Wall Street is notorious for not learning from its mistakes. Maybe machines can do better.
That is the hope of an increasing number of investors who are turning to the science of artificial intelligence to make investment decisions.
With artificial intelligence, programmers don’t just set up computers to make decisions in response to certain inputs. They attempt to enable the systems to learn from decisions, and adapt. Most investors trying the approach are using “machine learning,” a branch of artificial intelligence in which a computer program analyzes huge chunks of data and makes predictions about the future. It is used by tech companies such as Google Inc. to match Web searches with results and NetFlix Inc. to predict which movies users are likely to rent.
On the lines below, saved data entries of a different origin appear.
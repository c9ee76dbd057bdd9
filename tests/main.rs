/*!
 * Main test entry point for the pseudocode-translator test suite
 */

// Import common test utilities
pub mod common;

// Import unit tests
mod unit {
    // Configuration loading and validation
    pub mod app_config_tests;

    // Error display and suggestions
    pub mod errors_tests;

    // Block segmentation
    pub mod block_parser_tests;

    // Program assembly
    pub mod assembler_tests;

    // Syntax, scope and logic validation
    pub mod validator_tests;

    // AST cache limits and persistence
    pub mod cache_tests;

    // Generation backends and registry
    pub mod backend_tests;
}

// Import integration tests
mod integration {
    // End-to-end translation of documents
    pub mod translation_pipeline_tests;

    // Directory and multi-document processing
    pub mod batch_tests;
}
/*!
 * Import collection, deduplication and rendering.
 *
 * Imports are bucketed into standard library, third-party and local
 * (relative) groups. Each group renders `import x` lines first and then
 * merged `from m import a, b` lines, both sorted.
 */

use once_cell::sync::Lazy;
use regex::Regex;
use std::collections::{BTreeMap, BTreeSet};

use crate::python::ast::{Alias, Expr, ExprContext, ExprKind, Module, Stmt, StmtKind};
use crate::python::visit::{self, Visitor};
use crate::validation::scope::{self, ScopeIssue};

/// Top-level standard library modules
const STANDARD_LIBRARY: &[&str] = &[
    "abc", "argparse", "array", "ast", "asyncio", "atexit", "base64", "bdb", "binascii", "bisect",
    "builtins", "bz2", "calendar", "cmath", "cmd", "code", "codecs", "collections", "colorsys",
    "concurrent", "configparser", "contextlib", "contextvars", "copy", "copyreg", "cProfile", "csv",
    "ctypes", "curses", "dataclasses", "datetime", "dbm", "decimal", "difflib", "dis", "doctest",
    "email", "encodings", "enum", "errno", "faulthandler", "fcntl", "filecmp", "fileinput",
    "fnmatch", "fractions", "ftplib", "functools", "gc", "getopt", "getpass", "gettext", "glob",
    "graphlib", "grp", "gzip", "hashlib", "heapq", "hmac", "html", "http", "imaplib", "importlib",
    "inspect", "io", "ipaddress", "itertools", "json", "keyword", "linecache", "locale", "logging",
    "lzma", "mailbox", "marshal", "math", "mimetypes", "mmap", "multiprocessing", "netrc",
    "numbers", "operator", "optparse", "os", "pathlib", "pdb", "pickle", "pkgutil", "platform",
    "plistlib", "poplib", "posix", "pprint", "profile", "pstats", "pty", "pwd", "py_compile",
    "queue", "random", "re", "readline", "reprlib", "resource", "runpy", "sched", "secrets",
    "select", "selectors", "shelve", "shlex", "shutil", "signal", "site", "smtplib", "socket",
    "socketserver", "sqlite3", "ssl", "stat", "statistics", "string", "stringprep", "struct",
    "subprocess", "symtable", "sys", "sysconfig", "syslog", "tabnanny", "tarfile", "tempfile",
    "termios", "textwrap", "threading", "time", "timeit", "tkinter", "token", "tokenize",
    "tomllib", "trace", "traceback", "tracemalloc", "tty", "turtle", "types", "typing",
    "unicodedata", "unittest", "urllib", "uuid", "venv", "warnings", "wave", "weakref",
    "webbrowser", "wsgiref", "xml", "xmlrpc", "zipapp", "zipfile", "zipimport", "zlib", "zoneinfo",
];

#[derive(Debug, Clone, Copy, PartialEq, Eq, PartialOrd, Ord)]
pub enum ImportCategory {
    Standard,
    ThirdParty,
    Local,
}

impl ImportCategory {
    pub fn of(module: &str) -> Self {
        if module.is_empty() || module.starts_with('.') {
            return Self::Local;
        }
        let top_level = module.split('.').next().unwrap_or(module);
        if STANDARD_LIBRARY.contains(&top_level) {
            Self::Standard
        } else {
            Self::ThirdParty
        }
    }
}

#[derive(Debug, Default, Clone)]
struct Bucket {
    /// `import x` / `import x as y` targets
    modules: BTreeSet<String>,
    /// `from m import ...` names per module
    from_names: BTreeMap<String, BTreeSet<String>>,
}

impl Bucket {
    fn is_empty(&self) -> bool {
        self.modules.is_empty() && self.from_names.is_empty()
    }

    fn render(&self, lines: &mut Vec<String>) {
        for module in &self.modules {
            lines.push(format!("import {}", module));
        }
        for (module, names) in &self.from_names {
            if !names.is_empty() {
                let names: Vec<&str> = names.iter().map(String::as_str).collect();
                lines.push(format!("from {} import {}", module, names.join(", ")));
            }
        }
    }
}

/// Deduplicated imports of every assembled block
#[derive(Debug, Default, Clone)]
pub struct ImportSet {
    buckets: BTreeMap<ImportCategory, Bucket>,
}

impl ImportSet {
    pub fn new() -> Self {
        Self::default()
    }

    pub fn is_empty(&self) -> bool {
        self.buckets.values().all(Bucket::is_empty)
    }

    /// Records an `import` or `from ... import` statement; other statements are ignored
    pub fn add_statement(&mut self, stmt: &Stmt) {
        match &stmt.kind {
            StmtKind::Import(names) => {
                for alias in names {
                    self.add_module(&render_alias(alias));
                }
            }
            StmtKind::ImportFrom { module, names, level } => {
                let module = format!("{}{}", ".".repeat(*level), module.as_deref().unwrap_or(""));
                for alias in names {
                    self.add_from(&module, &render_alias(alias));
                }
            }
            _ => {}
        }
    }

    pub fn add_module(&mut self, module: &str) {
        let category = ImportCategory::of(module);
        self.buckets.entry(category).or_default().modules.insert(module.to_string());
    }

    pub fn add_from(&mut self, module: &str, name: &str) {
        let category = ImportCategory::of(module);
        self.buckets
            .entry(category)
            .or_default()
            .from_names
            .entry(module.to_string())
            .or_default()
            .insert(name.to_string());
    }

    /// True when `name` is already bound by one of the collected imports
    pub fn binds(&self, name: &str) -> bool {
        self.buckets.values().any(|bucket| {
            bucket.modules.iter().any(|m| bound_name(m) == name)
                || bucket.from_names.values().flatten().any(|n| bound_name(n) == name)
        })
    }

    /// One import statement per line, groups separated by a blank line
    pub fn render(&self) -> String {
        let mut groups = Vec::new();
        for bucket in self.buckets.values().filter(|b| !b.is_empty()) {
            let mut lines = Vec::new();
            bucket.render(&mut lines);
            groups.push(lines.join("\n"));
        }
        groups.join("\n\n")
    }

    /// Individual `import x` / `from m import n` forms, one per bound name
    pub fn atoms(&self) -> BTreeSet<String> {
        let mut atoms = BTreeSet::new();
        for bucket in self.buckets.values() {
            for module in &bucket.modules {
                atoms.insert(format!("import {}", module));
            }
            for (module, names) in &bucket.from_names {
                for name in names {
                    atoms.insert(format!("from {} import {}", module, name));
                }
            }
        }
        atoms
    }

    /// Copy without the atoms present in `existing`
    pub fn without(&self, existing: &BTreeSet<String>) -> ImportSet {
        let mut remaining = ImportSet::new();
        for bucket in self.buckets.values() {
            for module in &bucket.modules {
                if !existing.contains(&format!("import {}", module)) {
                    remaining.add_module(module);
                }
            }
            for (module, names) in &bucket.from_names {
                for name in names {
                    if !existing.contains(&format!("from {} import {}", module, name)) {
                        remaining.add_from(module, name);
                    }
                }
            }
        }
        remaining
    }
}

/// Modules imported whole when the code uses them without importing
const COMMON_MODULES: &[&str] = &["math", "os", "sys", "json", "re", "random", "time"];

/// Bare names and the module they are imported from
const COMMON_NAMES: &[(&str, &str)] = &[
    ("sqrt", "math"),
    ("pi", "math"),
    ("sin", "math"),
    ("cos", "math"),
    ("tan", "math"),
    ("floor", "math"),
    ("ceil", "math"),
    ("defaultdict", "collections"),
    ("Counter", "collections"),
    ("deque", "collections"),
    ("namedtuple", "collections"),
    ("OrderedDict", "collections"),
    ("dataclass", "dataclasses"),
    ("field", "dataclasses"),
    ("Path", "pathlib"),
];

const TYPING_NAMES: &[&str] = &[
    "Any", "Callable", "Dict", "Iterable", "Iterator", "List", "Mapping", "Optional", "Sequence",
    "Set", "Tuple", "Union",
];

static DATETIME_MODULE_USE: Lazy<Regex> =
    Lazy::new(|| Regex::new(r"\bdatetime\.(datetime|date|time|timedelta|timezone)\b").unwrap());

/// Names loaded anywhere and names bound at module level
#[derive(Default)]
struct NameUsage {
    loaded: BTreeSet<String>,
    bound: BTreeSet<String>,
}

impl<'ast> Visitor<'ast> for NameUsage {
    fn visit_expr(&mut self, expr: &'ast Expr) {
        if let ExprKind::Name { id, ctx: ExprContext::Load } = &expr.kind {
            self.loaded.insert(id.clone());
        }
        visit::walk_expr(self, expr);
    }
}

impl ImportSet {
    /// Adds imports for well-known modules and names the code uses but never binds.
    ///
    /// `module` is the assembled code without its import statements. Returns
    /// the rendered imports that were added.
    pub fn add_common_imports(&mut self, module: &Module, source: &str) -> Vec<String> {
        let mut usage = NameUsage::default();
        visit::walk_body(&mut usage, &module.body);
        for stmt in &module.body {
            match &stmt.kind {
                StmtKind::FunctionDef(def) => {
                    usage.bound.insert(def.name.clone());
                }
                StmtKind::ClassDef(def) => {
                    usage.bound.insert(def.name.clone());
                }
                StmtKind::Assign { targets, .. } => {
                    usage.bound.extend(targets.iter().filter_map(|t| t.as_name().map(String::from)))
                }
                StmtKind::AnnAssign { target, .. } => {
                    usage.bound.extend(target.as_name().map(String::from))
                }
                _ => {}
            }
        }

        let undefined: BTreeSet<String> = scope::analyze(module)
            .issues
            .into_iter()
            .filter(|issue| matches!(issue, ScopeIssue::Undefined { .. }))
            .map(|issue| issue.name().to_string())
            .collect();

        let mut added = Vec::new();
        for name in &undefined {
            if self.binds(name) {
                continue;
            }
            if COMMON_MODULES.contains(&name.as_str()) {
                self.add_module(name);
                added.push(format!("import {}", name));
            } else if name == "datetime" {
                if DATETIME_MODULE_USE.is_match(source) {
                    self.add_module("datetime");
                    added.push("import datetime".to_string());
                } else {
                    self.add_from("datetime", "datetime");
                    added.push("from datetime import datetime".to_string());
                }
            } else if let Some((_, from)) = COMMON_NAMES.iter().find(|(common, _)| common == name) {
                self.add_from(from, name);
                added.push(format!("from {} import {}", from, name));
            }
        }

        for name in TYPING_NAMES {
            let used = usage.loaded.contains(*name);
            if used && !usage.bound.contains(*name) && !self.binds(name) {
                self.add_from("typing", name);
                added.push(format!("from typing import {}", name));
            }
        }
        added
    }
}

fn render_alias(alias: &Alias) -> String {
    match &alias.asname {
        Some(asname) => format!("{} as {}", alias.name, asname),
        None => alias.name.clone(),
    }
}

/// Name bound by a rendered alias such as `numpy as np` or `os.path`
fn bound_name(rendered: &str) -> &str {
    match rendered.split_once(" as ") {
        Some((_, asname)) => asname,
        None => rendered.split('.').next().unwrap_or(rendered),
    }
}

#[cfg(test)]
mod tests {
    use super::*;
    use crate::python::parse_module;

    fn collect(sources: &[&str]) -> ImportSet {
        let mut imports = ImportSet::new();
        for source in sources {
            for stmt in parse_module(source).unwrap().body {
                imports.add_statement(&stmt);
            }
        }
        imports
    }

    #[test]
    fn test_duplicate_imports_should_merge() {
        let imports = collect(&["import os\nimport os\nfrom typing import List", "import os\nfrom typing import Dict"]);
        assert_eq!(imports.render(), "import os\nfrom typing import Dict, List");
    }

    #[test]
    fn test_buckets_should_render_in_fixed_order() {
        let imports = collect(&["from . import helpers\nimport requests\nimport sys\nimport numpy as np"]);
        assert_eq!(imports.render(), "import sys\n\nimport numpy as np\nimport requests\n\nfrom . import helpers");
    }

    #[test]
    fn test_category_should_use_top_level_module() {
        assert_eq!(ImportCategory::of("os.path"), ImportCategory::Standard);
        assert_eq!(ImportCategory::of("pandas.io"), ImportCategory::ThirdParty);
        assert_eq!(ImportCategory::of(".models"), ImportCategory::Local);
    }

    #[test]
    fn test_binds_should_respect_aliases() {
        let imports = collect(&["import numpy as np\nfrom math import sqrt\nimport os.path"]);
        assert!(imports.binds("np"));
        assert!(imports.binds("sqrt"));
        assert!(imports.binds("os"));
        assert!(!imports.binds("numpy"));
    }

    #[test]
    fn test_common_imports_should_cover_unbound_usage() {
        let source = "def area(r: float) -> float:\n    return math.pi * r ** 2\n\ndef root(x) -> Optional[float]:\n    return sqrt(x)\n";
        let module = parse_module(source).unwrap();
        let mut imports = ImportSet::new();
        let added = imports.add_common_imports(&module, source);
        assert_eq!(added, vec!["import math", "from math import sqrt", "from typing import Optional"]);
        assert_eq!(imports.render(), "import math\nfrom math import sqrt\nfrom typing import Optional");
    }

    #[test]
    fn test_common_imports_should_skip_bound_names() {
        let source = "def run():\n    return json.dumps({})\n";
        let module = parse_module(source).unwrap();
        let mut imports = collect(&["import json"]);
        assert!(imports.add_common_imports(&module, source).is_empty());

        let shadowed = "def sqrt(x):\n    return x\n\nprint(sqrt(4))\n";
        let module = parse_module(shadowed).unwrap();
        assert!(ImportSet::new().add_common_imports(&module, shadowed).is_empty());
    }

    #[test]
    fn test_without_should_drop_existing_atoms() {
        let existing = collect(&["import os\nfrom typing import List"]).atoms();
        let fresh = collect(&["import os\nimport json\nfrom typing import List, Dict"]).without(&existing);
        assert_eq!(fresh.render(), "import json\nfrom typing import Dict");
    }
}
One upstart in the AI race on Wall Street is Rebellion Research, a tiny New York hedge fund with about $7 million in capital that has been using a machine-learning program it developed to invest in stocks. Run by a small team of twentysomething math and computer whizzes, Rebellion has a solid track record, topping the Standard & Poor’s 500-stock index by an average of 10% a year, after fees, since its 2007 launch through June, according to people familiar with the fund. Like many hedge funds, its goal is to beat the broader market year after year.
“It’s pretty clear that human beings aren’t improving,” said Spencer Greenberg, 27 years old and the brains behind Rebellion’s AI system. “But computers and algorithms are only getting faster and more robust.”